ISLAMABAD: Prime Minister Imran Khan on Thursday urged “dialogue and diplomacy” to resolve Russia's tensions with Ukraine, saying he “regretted” that a military conflict could not been averted between the two neighbouring countries.
Khan’s statement came after a meeting with Russian President Vladimir Putin at the Kremlin.
His visit to Moscow, the first by a Pakistani prime minister since 1999, comes as Russia launched an all-out invasion of Ukraine by land, air and sea on Thursday, the biggest attack by one state against another in Europe since World War II.
“The Prime Minister regretted the latest situation between Russia and Ukraine and said that Pakistan had hoped diplomacy could avert a military conflict,” the prime minister’s office said in a statement. “The Prime Minister stressed that conflict was not in anyone’s interest, and that the developing countries were always hit the hardest economically in case of conflict. He underlined Pakistan’s belief that disputes should be resolved through dialogue and diplomacy.”
Khan and Putin also discussed an estimated $2.5 billion natural gas pipeline to be built in Pakistan in collaboration with Russian companies.
The Pakistan Stream Gas Pipeline Project (PSGP), formerly known as North South Gas Pipeline, is a flagship project signed by Islamabad and Moscow in 2015 to carry imported Liquified Natural Gas (LNG) from Karachi on the Arabian Sea coast to power plants in the northeastern province of Punjab.
“The Prime Minister reaffirmed the importance of Pakistan-Stream Gas Pipeline as a flagship economic project between Pakistan and Russia and also discussed cooperation on prospective energy-related projects. The Prime Minister underscored Pakistan’s commitment to forge a long-term, multidimensional relationship with Russia,” the PMO statement said.
The statement comes as missiles rained down on Ukrainian targets and Kyiv reported columns of troops pouring across the borders with Russia and Belarus stretching from the north and east, and landing on the coasts from the Black Sea in the southwest and Azov Sea in the southeast.
Fierce fighting was taking place in the regions of Sumy and Kharkiv in the northeast, Kherson and Odessa in the south, and at a military airport near the capital Kyiv, an adviser to the Ukrainian presidential office said.
President Volodymyr Zelenskiy said troops were trying to fend off Russians attempting to capture the Chernobyl nuclear power plant, just 90 km (60 miles) north of the capital. Regional officials said Ukrainian authorities had lost control of some territory in the Kherson region near Russian-occupied Crimea.
US President Joe Biden called the Russian action an "unprovoked and unjustified attack". EU Commission chief Ursula von der Leyen said the bloc would impose a new round of sanctions that would hit Russia's economy severely.
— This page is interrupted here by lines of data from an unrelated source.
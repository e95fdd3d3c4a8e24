//! Error taxonomy for update checks
//!
//! Every variant is recovered locally: check attempts are independent and
//! no error is fatal to the process.

use sectorwatch_host_api::HostError;
use thiserror::Error;

/// Why an update check produced no comparison
#[derive(Debug, Error)]
pub enum CheckError {
    #[error("No sector file loaded yet")]
    NoSectorLoaded,

    #[error("Could not parse sector label: {label}")]
    LocalUnparseable { label: String },

    #[error("Failed to fetch manifest: {0}")]
    FetchFailed(#[from] HostError),

    #[error("Manifest is missing required fields")]
    ManifestMalformed,
}

pub type CheckResult<T> = Result<T, CheckError>;
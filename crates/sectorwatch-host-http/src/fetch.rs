//! Blocking HTTP retrieval of manifest and welcome descriptors

use sectorwatch_host_api::{Fetcher, HostError, HostResult};
use std::time::Duration;
use tracing::debug;

const USER_AGENT: &str = concat!("sectorwatch/", env!("CARGO_PKG_VERSION"));

/// Blocking fetcher backed by reqwest.
///
/// One GET per call, no retry. The timeout bounds how long a check can
/// stall the host callback that triggered it.
pub struct HttpFetcher {
    client: reqwest::blocking::Client,
}

impl HttpFetcher {
    pub fn new(timeout: Duration) -> Self {
        let client = reqwest::blocking::Client::builder()
            .timeout(timeout)
            .connect_timeout(timeout)
            .user_agent(USER_AGENT)
            .build()
            .expect("Failed to create HTTP client");

        Self { client }
    }
}

impl Fetcher for HttpFetcher {
    fn fetch_text(&self, url: &str) -> HostResult<String> {
        debug!(url = %url, "Fetching descriptor");

        let response = self
            .client
            .get(url)
            .send()
            .map_err(|e| HostError::RequestFailed(e.to_string()))?;

        let status = response.status();
        if !status.is_success() {
            debug!(url = %url, status = %status, "Fetch returned non-success status");
            return Err(HostError::BadStatus(status.as_u16()));
        }

        let body = response
            .text()
            .map_err(|e| HostError::RequestFailed(e.to_string()))?;

        if body.is_empty() {
            return Err(HostError::EmptyBody);
        }

        debug!(url = %url, bytes = body.len(), "Fetch complete");
        Ok(body)
    }
}
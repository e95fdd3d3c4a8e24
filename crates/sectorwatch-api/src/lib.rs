//! Shared types for the sectorwatch monitor
//!
//! This crate defines the types passed across the monitor's seams:
//! - Version tuples for the loaded sector package and the remote manifest
//! - Check triggers and outcomes
//! - The string-triggered command surface

mod commands;
mod outcome;
mod types;

pub use commands::*;
pub use outcome::*;
pub use types::*;
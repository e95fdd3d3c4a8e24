//! Update check orchestration and session reminder engine for sectorwatch
//!
//! This crate is the heart of the monitor, containing:
//! - Sector label version extraction
//! - Remote manifest retrieval and ad hoc field parsing
//! - Check orchestration (Idle -> LocalParsed -> RemoteFetched -> Compared)
//! - The connected-session break reminder latch
//! - The one-time welcome notice

mod error;
mod manifest;
mod monitor;
mod session;
mod version;
mod welcome;

pub use error::*;
pub use manifest::*;
pub use monitor::*;
pub use session::*;
pub use version::*;
pub use welcome::*;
EU foreign affairs chief Josep Borrell said: "These are among the darkest hours of Europe since the Second World War."
In an interview ahead of his trip to Russia, Khan had expressed concern about the situation in Ukraine and the possibility of new sanctions and their effect on Islamabad's budding cooperation with Moscow.
It is unclear how the latest sanctions will affect the project, which is important for Pakistan - particularly the power sector - as the country's dependence on imported LNG grows in the face of dwindling indigenous gas supplies.
The pipeline project has already suffered delays because of earlier sanctions.
"This North-South pipeline suffered, one of the reasons...was the companies we were negotiating with, turned out that US had applied sanctions on them," Khan told Russia Today this week. "So, the problem was to get a company that wasn’t sanctioned."